One severe form of depression, major depressive disorder (MDD), not only has the potential to cause disability, but it also has a high rate of recurrence. Seeking treatment for MDD can be tricky, due to the fact that most people visit a primary care physician as opposed to a psychiatrist. In 2017, the National Institute of Mental Health estimated that over 7% of adults in the US had at least one major depressive episode.

Major depression episodes that occur in a seasonal pattern are often characterized by overeating (especially carbohydrates), sleeping more than usual, weight-gain, but still maintaining energy throughout the day.

Symptoms to Watch Out for If You Feel You May be Experiencing MDD

We don’t encourage self-diagnosis but it’s very important to be self-aware and seek help when you suspect your mental health is unwell. There are a number of behavioral characteristics that are present that may be indicative of having MDD. Symptoms to watch out for include a depressed mood most or all of the time, feelings of helplessness and hopelessness, the onset of phobias, rumination, excessive concern over physical health.

Choosing a Treatment Option That’s Right for You

Choosing a treatment option can be overwhelming. There’s a lot to consider: severity of the depression being experienced, lifestyle, demographics and physical health. Gelhorn, et. al. surveyed peer reviewed literature to determine how patient preferences affect treatment outcomes for depression disorders. For practitioners, it is important to take into account patient preference for treatment along with a clinical evaluation.
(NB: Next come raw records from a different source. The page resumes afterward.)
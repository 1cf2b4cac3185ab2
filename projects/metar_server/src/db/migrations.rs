use diesel::connection::SimpleConnection;
use diesel::SqliteConnection;
use thiserror::Error;
use tracing::info;

/// Bootstrap schema. Every statement is idempotent so this runs on each start.
pub const SCHEMA: &str = r#"
CREATE TABLE IF NOT EXISTS metars (
    id INTEGER PRIMARY KEY AUTOINCREMENT NOT NULL,
    raw_text TEXT NOT NULL,
    station_id VARCHAR(4) NOT NULL,
    observation_time TIMESTAMP NOT NULL,
    temp_c DOUBLE NOT NULL,
    dewpoint_c DOUBLE NOT NULL,
    wind_dir_degrees INTEGER NOT NULL,
    wind_speed_kt INTEGER NOT NULL,
    wind_gust_kt INTEGER,
    visibility_m INTEGER NOT NULL,
    altim_in_hg DOUBLE NOT NULL,
    wx_string VARCHAR(12),
    cloud_ceiling INTEGER,
    vert_vis_ft INTEGER,
    metar_type VARCHAR(5) NOT NULL
);

CREATE UNIQUE INDEX IF NOT EXISTS metars_station_observation_time
    ON metars (station_id, observation_time);

CREATE TABLE IF NOT EXISTS airports (
    station_id VARCHAR(4) PRIMARY KEY NOT NULL,
    is_fetched BOOLEAN NOT NULL DEFAULT 0
);
"#;

#[derive(Debug, Error)]
pub enum RunMigrationsError {
    #[error("ApplySchema: {source}")]
    ApplySchema {
        #[source]
        source: diesel::result::Error,
    },
}

pub fn run_migrations(conn: &mut SqliteConnection) -> Result<(), RunMigrationsError> {
    conn.batch_execute(SCHEMA)
        .map_err(|source| RunMigrationsError::ApplySchema { source })?;

    info!("database schema is up to date");
    Ok(())
}
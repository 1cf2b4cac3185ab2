use chrono::NaiveDateTime;
use diesel::prelude::*;
use serde::Serialize;

use crate::db::schema::metars;

#[derive(Debug, Clone, PartialEq, Queryable, Selectable, Identifiable, Serialize)]
#[diesel(table_name = metars)]
#[diesel(check_for_backend(diesel::sqlite::Sqlite))]
pub struct Metar {
    pub id: i32,
    pub raw_text: String,
    pub station_id: String,
    pub observation_time: NaiveDateTime,
    pub temp_c: f64,
    pub dewpoint_c: f64,
    pub wind_dir_degrees: i32,
    pub wind_speed_kt: i32,
    pub wind_gust_kt: Option<i32>,
    pub visibility_m: i32,
    pub altim_in_hg: f64,
    pub wx_string: Option<String>,
    pub cloud_ceiling: Option<i32>,
    pub vert_vis_ft: Option<i32>,
    pub metar_type: String,
}

/// A parsed observation that has not been stored yet.
/// `observation_time` is always UTC.
#[derive(Debug, Clone, PartialEq, Insertable)]
#[diesel(table_name = metars)]
#[diesel(treat_none_as_default_value = false)]
pub struct NewMetar {
    pub raw_text: String,
    pub station_id: String,
    pub observation_time: NaiveDateTime,
    pub temp_c: f64,
    pub dewpoint_c: f64,
    pub wind_dir_degrees: i32,
    pub wind_speed_kt: i32,
    pub wind_gust_kt: Option<i32>,
    pub visibility_m: i32,
    pub altim_in_hg: f64,
    pub wx_string: Option<String>,
    pub cloud_ceiling: Option<i32>,
    pub vert_vis_ft: Option<i32>,
    pub metar_type: String,
}

impl NewMetar {
    pub fn observation_key(&self) -> (String, NaiveDateTime) {
        (self.station_id.clone(), self.observation_time)
    }
}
Many patients find healing using first-line treatment options including antidepressants, psychotherapy, and cognitive therapies like cognitive behavioral therapy (CBT). Certain studies have analyzed the efficacy of antidepressants along with non-drug treatment options. Second-generation antidepressant medications have also been shown to produce positive treatment response. We typically find that counseling combined with an anti-depressant medication works best.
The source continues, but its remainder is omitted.